The problem in analyzing the “AR market” is that augmented reality currently means three different technologies:
Smartphone AR
Passthrough AR on VR headsets
AR glasses
and all these three are at a different status of adoption. While eventually all of three will converge into AR glasses in the long term (the evergreen “5 to 10 years“), at the moment they are three completely different things.
Smartphone-based AR is nowadays a commodity: everyone knows Pokemon Go, everyone uses AR filters on social media, everyone knows how to scan a QR code. I think that many people still don’t know that what they are using is called “augmented reality”, but everyone knows about “filters”, and everyone uses them. AR is already mainstream in this sense, and it has also already its creators economy, its marketplaces, its success stories. Snap and Meta keep reporting about millions of people using it. In 2022 we’ll just see it evolving, with new features added, and new types of filters being released.
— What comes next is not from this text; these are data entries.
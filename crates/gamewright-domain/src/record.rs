//! Pipeline data objects: validation outcomes, execution records, artifacts.

use serde::{Deserialize, Serialize};
use std::path::PathBuf;
use std::time::Duration;

/// Verdict of the static structure check on a candidate program.
///
/// `reason` is a human-readable diagnostic: `"valid"` on success, otherwise
/// the specific defect (missing type, missing method, syntax error).
#[derive(Debug, Clone, Serialize, Deserialize, PartialEq, Eq)]
pub struct ValidationOutcome {
    /// Whether the candidate satisfies the structural contract.
    pub is_valid: bool,

    /// Human-readable diagnostic.
    pub reason: String,
}

impl ValidationOutcome {
    /// Candidate satisfies the contract.
    pub fn valid() -> Self {
        Self {
            is_valid: true,
            reason: "valid".to_string(),
        }
    }

    /// Candidate declined with the given diagnostic.
    pub fn rejected(reason: impl Into<String>) -> Self {
        Self {
            is_valid: false,
            reason: reason.into(),
        }
    }
}

/// Captured result of one sandboxed execution attempt.
///
/// Exactly one of: normal exit (`success` iff exit code 0), non-zero exit,
/// timeout/signal termination (`exit_code == -1`, synthetic stderr), or
/// spawn failure (same sentinel path). Serialized to
/// `execution_results.json` with the archive's field names.
#[derive(Debug, Clone, Serialize, Deserialize)]
pub struct ExecutionRecord {
    /// Whether the candidate ran to completion with exit code 0.
    pub success: bool,

    /// Complete captured standard output (no truncation).
    pub stdout: String,

    /// Complete captured standard error, or a synthetic timeout/spawn
    /// failure message.
    pub stderr: String,

    /// Real exit status, or -1 for timeout, signal death, or spawn failure.
    #[serde(rename = "returncode")]
    pub exit_code: i32,

    /// Wall-clock time for the whole execution call, including teardown.
    #[serde(rename = "execution_time", with = "duration_secs")]
    pub duration: Duration,
}

impl ExecutionRecord {
    /// Child process exited on its own within the deadline.
    pub fn completed(exit_code: i32, stdout: String, stderr: String, duration: Duration) -> Self {
        Self {
            success: exit_code == 0,
            stdout,
            stderr,
            exit_code,
            duration,
        }
    }

    /// Wall-clock deadline expired and the child was terminated.
    pub fn timed_out(timeout: Duration, duration: Duration) -> Self {
        Self {
            success: false,
            stdout: String::new(),
            stderr: format!("Execution timeout after {} seconds", timeout.as_secs()),
            exit_code: -1,
            duration,
        }
    }

    /// The child could not be spawned or its source could not be staged.
    pub fn failed(message: impl std::fmt::Display, duration: Duration) -> Self {
        Self {
            success: false,
            stdout: String::new(),
            stderr: format!("Execution error: {message}"),
            exit_code: -1,
            duration,
        }
    }

    /// Whether the run passed (clean exit with code 0).
    pub fn passed(&self) -> bool {
        self.success && self.exit_code == 0
    }
}

/// Paths written for one archived game attempt.
#[derive(Debug, Clone, Serialize, Deserialize, PartialEq, Eq)]
pub struct SavedArtifact {
    /// The numbered, timestamped attempt directory.
    pub directory: PathBuf,

    /// Source file inside the directory (`game.py`).
    pub source_path: PathBuf,

    /// Execution record inside the directory (`execution_results.json`).
    pub results_path: PathBuf,
}

/// Serde adapter: `Duration` as fractional seconds on disk.
mod duration_secs {
    use serde::{Deserialize, Deserializer, Serializer};
    use std::time::Duration;

    pub fn serialize<S>(duration: &Duration, serializer: S) -> Result<S::Ok, S::Error>
    where
        S: Serializer,
    {
        serializer.serialize_f64(duration.as_secs_f64())
    }

    pub fn deserialize<'de, D>(deserializer: D) -> Result<Duration, D::Error>
    where
        D: Deserializer<'de>,
    {
        let secs = f64::deserialize(deserializer)?;
        Ok(Duration::from_secs_f64(secs))
    }
}
//! Engine configuration.

use std::path::PathBuf;

/// Configuration for the sandboxed executor.
#[derive(Debug, Clone)]
pub struct ExecutorConfig {
    /// Interpreter used to run candidate programs.
    pub python_bin: PathBuf,

    /// Wall-clock deadline in seconds, measured from spawn.
    pub timeout_secs: u64,

    /// Directory for staged candidate source files.
    /// Defaults to the system temp directory when unset.
    pub scratch_dir: Option<PathBuf>,
}

impl Default for ExecutorConfig {
    fn default() -> Self {
        Self {
            python_bin: PathBuf::from("python3"),
            timeout_secs: 30,
            scratch_dir: None,
        }
    }
}

impl ExecutorConfig {
    /// Override the execution deadline.
    pub fn with_timeout_secs(mut self, timeout_secs: u64) -> Self {
        self.timeout_secs = timeout_secs;
        self
    }
}

/// Configuration for the whole pipeline.
#[derive(Debug, Clone)]
pub struct EngineConfig {
    /// Executor settings.
    pub executor: ExecutorConfig,

    /// Root directory where game attempts are archived.
    pub output_dir: PathBuf,
}

impl Default for EngineConfig {
    fn default() -> Self {
        Self {
            executor: ExecutorConfig::default(),
            output_dir: PathBuf::from("data/self_generated_games"),
        }
    }
}
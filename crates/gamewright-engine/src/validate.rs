//! Static structure validation of candidate programs.
//!
//! Uses the Python front end to inspect the candidate without ever running
//! it. Catching a wrong entry-point name or a missing method here saves a
//! whole process spawn, and bounds the executor's failure surface to
//! well-formed but behaviorally wrong programs.

use gamewright_domain::ValidationOutcome;
use rustpython_parser::{ast, Parse};

/// Check that `source` parses and declares `class Game` with a `play` method.
///
/// The check is purely structural:
/// 1. a parse failure is rejected with the parser's message and line;
/// 2. a top-level class literally named `Game` must exist;
/// 3. its body must contain a method literally named `play`.
pub fn validate_structure(source: &str) -> ValidationOutcome {
    let suite = match ast::Suite::parse(source, "<game>") {
        Ok(suite) => suite,
        Err(err) => {
            let offset = (u32::from(err.offset) as usize).min(source.len());
            let line = source[..offset].bytes().filter(|b| *b == b'\n').count() + 1;
            return ValidationOutcome::rejected(format!(
                "syntax error: {} at line {}",
                err.error, line
            ));
        }
    };

    let game_class = suite.iter().find_map(|stmt| match stmt {
        ast::Stmt::ClassDef(class) if class.name.as_str() == "Game" => Some(class),
        _ => None,
    });

    let Some(game_class) = game_class else {
        return ValidationOutcome::rejected("no 'Game' type found");
    };

    let has_play = game_class.body.iter().any(|stmt| match stmt {
        ast::Stmt::FunctionDef(def) => def.name.as_str() == "play",
        ast::Stmt::AsyncFunctionDef(def) => def.name.as_str() == "play",
        _ => false,
    });

    if has_play {
        ValidationOutcome::valid()
    } else {
        ValidationOutcome::rejected("no 'play' method found in Game")
    }
}

#[cfg(test)]
mod tests {
    use super::*;

    #[test]
    fn test_valid_structure() {
        let code = "class Game:\n  def __init__(self): pass\n  def play(self): print(1)";
        let outcome = validate_structure(code);
        assert!(outcome.is_valid);
        assert_eq!(outcome.reason, "valid");
    }

    #[test]
    fn test_missing_game_class() {
        let outcome = validate_structure("def play(): pass");
        assert!(!outcome.is_valid);
        assert_eq!(outcome.reason, "no 'Game' type found");
    }

    #[test]
    fn test_wrong_class_name() {
        let outcome = validate_structure("class Simulation:\n  def play(self): pass");
        assert!(!outcome.is_valid);
        assert_eq!(outcome.reason, "no 'Game' type found");
    }

    #[test]
    fn test_missing_play_method() {
        let outcome = validate_structure("class Game:\n  def __init__(self): pass");
        assert!(!outcome.is_valid);
        assert_eq!(outcome.reason, "no 'play' method found in Game");
    }

    #[test]
    fn test_syntax_error_reports_line() {
        let outcome = validate_structure("class Game:\n  def play(self): print('unterminated");
        assert!(!outcome.is_valid);
        assert!(outcome.reason.starts_with("syntax error:"), "{}", outcome.reason);
        assert!(outcome.reason.contains("at line"), "{}", outcome.reason);
    }

    #[test]
    fn test_async_play_accepted() {
        let code = "class Game:\n  async def play(self): pass";
        assert!(validate_structure(code).is_valid);
    }

    #[test]
    fn test_nested_game_class_is_not_top_level() {
        let code = "def factory():\n  class Game:\n    def play(self): pass";
        let outcome = validate_structure(code);
        assert!(!outcome.is_valid);
        assert_eq!(outcome.reason, "no 'Game' type found");
    }

    #[test]
    fn test_empty_source_has_no_game() {
        let outcome = validate_structure("");
        assert!(!outcome.is_valid);
        assert_eq!(outcome.reason, "no 'Game' type found");
    }
}
use std::sync::Arc;
use chrono::{Duration, Utc};
use hmac::{Hmac, Mac};
use sha2::Sha256;
use base64::{Engine as _, engine::general_purpose};
use serde_json::json;
use uuid::Uuid;

use shared_config::AppConfig;
use shared_models::auth::User;

pub struct TestConfig {
    pub jwt_secret: String,
    pub supabase_url: String,
    pub supabase_anon_key: String,
}

impl Default for TestConfig {
    fn default() -> Self {
        Self {
            jwt_secret: "test-secret-key-for-jwt-validation-must-be-long-enough".to_string(),
            supabase_url: "http://localhost:54321".to_string(),
            supabase_anon_key: "test-anon-key".to_string(),
        }
    }
}

impl TestConfig {
    pub fn with_url(url: &str) -> Self {
        Self {
            supabase_url: url.to_string(),
            ..Self::default()
        }
    }

    pub fn to_app_config(&self) -> AppConfig {
        AppConfig {
            supabase_url: self.supabase_url.clone(),
            supabase_anon_key: self.supabase_anon_key.clone(),
            supabase_jwt_secret: self.jwt_secret.clone(),
        }
    }

    pub fn to_arc(&self) -> Arc<AppConfig> {
        Arc::new(self.to_app_config())
    }
}

pub struct TestUser {
    pub id: String,
    pub email: String,
    pub role: String,
}

impl Default for TestUser {
    fn default() -> Self {
        Self {
            id: Uuid::new_v4().to_string(),
            email: "test@example.com".to_string(),
            role: "patient".to_string(),
        }
    }
}

impl TestUser {
    pub fn new(email: &str, role: &str) -> Self {
        Self {
            id: Uuid::new_v4().to_string(),
            email: email.to_string(),
            role: role.to_string(),
        }
    }

    pub fn patient(email: &str) -> Self {
        Self::new(email, "patient")
    }

    pub fn hospital(email: &str) -> Self {
        Self::new(email, "hospital")
    }

    pub fn to_user(&self) -> User {
        User {
            id: self.id.clone(),
            email: Some(self.email.clone()),
            role: Some(self.role.clone()),
            metadata: None,
            created_at: Some(Utc::now()),
        }
    }
}

pub struct JwtTestUtils;

impl JwtTestUtils {
    pub fn create_test_token(user: &TestUser, secret: &str, exp_hours: Option<i64>) -> String {
        let now = Utc::now();
        let exp = now + Duration::hours(exp_hours.unwrap_or(24));

        let header = json!({
            "alg": "HS256",
            "typ": "JWT"
        });

        let payload = json!({
            "sub": user.id,
            "email": user.email,
            "role": user.role,
            "iat": now.timestamp(),
            "exp": exp.timestamp()
        });

        let header_encoded = general_purpose::URL_SAFE_NO_PAD.encode(header.to_string());
        let payload_encoded = general_purpose::URL_SAFE_NO_PAD.encode(payload.to_string());

        let signing_input = format!("{}.{}", header_encoded, payload_encoded);

        let mut mac = Hmac::<Sha256>::new_from_slice(secret.as_bytes())
            .expect("HMAC can take key of any size");
        mac.update(signing_input.as_bytes());
        let signature = mac.finalize().into_bytes();
        let signature_encoded = general_purpose::URL_SAFE_NO_PAD.encode(signature);

        format!("{}.{}", signing_input, signature_encoded)
    }

    pub fn create_expired_token(user: &TestUser, secret: &str) -> String {
        Self::create_test_token(user, secret, Some(-1))
    }

    pub fn create_malformed_token() -> String {
        "invalid.token.format".to_string()
    }
}

pub struct MockSupabaseResponses;

impl MockSupabaseResponses {
    pub fn hospital_response(
        id: &str,
        pincode: &str,
        lat: Option<f64>,
        lon: Option<f64>,
        capacity: i32,
        available: i32,
    ) -> serde_json::Value {
        json!({
            "id": id,
            "name": "Test General Hospital",
            "email": "frontdesk@testgeneral.example",
            "address": "1 Test Street",
            "telephone": "+353-1-555-0100",
            "pincode": pincode,
            "lat": lat,
            "lon": lon,
            "emergency_capacity": capacity,
            "emergency_available": available,
            "department_ids": [],
            "on_duty_doctor_ids": [],
            "created_at": "2024-01-01T00:00:00Z",
            "updated_at": "2024-01-01T00:00:00Z"
        })
    }

    pub fn department_response(id: &str, name: &str) -> serde_json::Value {
        json!({
            "id": id,
            "name": name
        })
    }

    pub fn doctor_response(id: &str, department_id: &str, hospital_id: &str) -> serde_json::Value {
        json!({
            "id": id,
            "name": "Dr. Test",
            "department_id": department_id,
            "hospital_id": hospital_id,
            "slots": ["09:00-09:30", "09:30-10:00"],
            "created_at": "2024-01-01T00:00:00Z"
        })
    }

    pub fn patient_response(id: &str, pincode: &str) -> serde_json::Value {
        json!({
            "id": id,
            "first_name": "Test",
            "last_name": "Patient",
            "email": "test@example.com",
            "phone_number": "+353-1-555-0199",
            "date_of_birth": "1990-01-01",
            "pincode": pincode,
            "lat": null,
            "lon": null,
            "created_at": "2024-01-01T00:00:00Z",
            "updated_at": "2024-01-01T00:00:00Z"
        })
    }

    pub fn appointment_response(patient_id: &str, doctor_id: &str, hospital_id: &str) -> serde_json::Value {
        json!({
            "id": Uuid::new_v4(),
            "patient_id": patient_id,
            "doctor_id": doctor_id,
            "hospital_id": hospital_id,
            "appointment_date": "2025-09-01",
            "appointment_slot": "09:00-09:30",
            "created_at": "2024-01-01T00:00:00Z"
        })
    }

    pub fn error_response(message: &str, code: &str) -> serde_json::Value {
        json!({
            "error": {
                "message": message,
                "code": code
            }
        })
    }
}
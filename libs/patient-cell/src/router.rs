use std::sync::Arc;
use axum::{middleware, routing::{get, post, put}, Router};
use shared_config::AppConfig;
use shared_utils::extractor::auth_middleware;

use crate::handlers::*;

pub fn create_patient_router(config: Arc<AppConfig>) -> Router {
    Router::new()
        .route("/", post(create_patient))
        .route("/{id}", get(get_patient))
        .route("/{id}", put(update_patient))
        .route("/profile", get(get_patient_profile))
        .layer(middleware::from_fn_with_state(config.clone(), auth_middleware))
        .with_state(config)
}
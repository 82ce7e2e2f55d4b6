use anyhow::{Result, anyhow};
use reqwest::{
    Client,
    header::{HeaderMap, HeaderValue, CONTENT_TYPE, AUTHORIZATION},
    Method,
};
use serde::de::DeserializeOwned;
use serde_json::Value;
use tracing::{debug, error};

use shared_config::AppConfig;

pub struct SupabaseClient {
    client: Client,
    base_url: String,
    anon_key: String,
}

impl SupabaseClient {
    pub fn new(config: &AppConfig) -> Self {
        Self {
            client: Client::new(),
            base_url: config.supabase_url.clone(),
            anon_key: config.supabase_anon_key.clone(),
        }
    }

    fn get_headers(&self, auth_token: Option<&str>) -> HeaderMap {
        let mut headers = HeaderMap::new();

        headers.insert("apikey", HeaderValue::from_str(&self.anon_key).unwrap());
        headers.insert(CONTENT_TYPE, HeaderValue::from_static("application/json"));

        if let Some(token) = auth_token {
            headers.insert(
                AUTHORIZATION,
                HeaderValue::from_str(&format!("Bearer {}", token)).unwrap()
            );
        }

        headers
    }

    pub async fn request<T>(&self, method: Method, path: &str,
                            auth_token: Option<&str>, body: Option<Value>)
                            -> Result<T>
    where T: DeserializeOwned {
        self.request_with_headers(method, path, auth_token, body, None).await
    }

    pub async fn request_with_headers<T>(&self, method: Method, path: &str,
                                         auth_token: Option<&str>, body: Option<Value>,
                                         extra_headers: Option<HeaderMap>)
                                         -> Result<T>
    where T: DeserializeOwned {
        let url = format!("{}{}", self.base_url, path);
        debug!("Making request to {}", url);

        let mut headers = self.get_headers(auth_token);
        if let Some(extra) = extra_headers {
            headers.extend(extra);
        }

        let mut req = self.client.request(method, &url)
            .headers(headers);

        if let Some(body_data) = body {
            req = req.json(&body_data);
        }

        let response = req.send().await?;

        let status = response.status();
        if !status.is_success() {
            let error_text = response.text().await?;
            error!("API error ({}): {}", status, error_text);

            return Err(match status.as_u16() {
                401 | 403 => anyhow!("Authentication error: {}", error_text),
                404 => anyhow!("Resource not found: {}", error_text),
                _ => anyhow!("API error ({}): {}", status, error_text),
            });
        }

        let data = response.json::<T>().await?;
        Ok(data)
    }
}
Then there is passthrough AR, which is the new kid in town. This year for sure we’ll have two headsets of this kind launching: Lynx R-1 and Meta Project Cambria, with the elephant in town being the possible release of the first Apple headset. Hybrid VR/AR headsets with RGB passthrough will finally be possible thanks to the recent technology evolution, and they will serve to pave the way for future AR glasses, for which the technology has still to be fully developed. I can envision some VR developers starting creating hybrid AR/VR content, and some millions of headsets sold. And of course, if Apple releases something, it will create a tsunami in the whole ecosystem.
AR glasses are instead the moonshot and the technology upon which all the other ones will converge. The technology is not ready for the mass market yet, and what is available now and will be available in 2022 will mostly be targeted either at companies or at developers/content creators. Sales of these headsets will likely be below 1M units.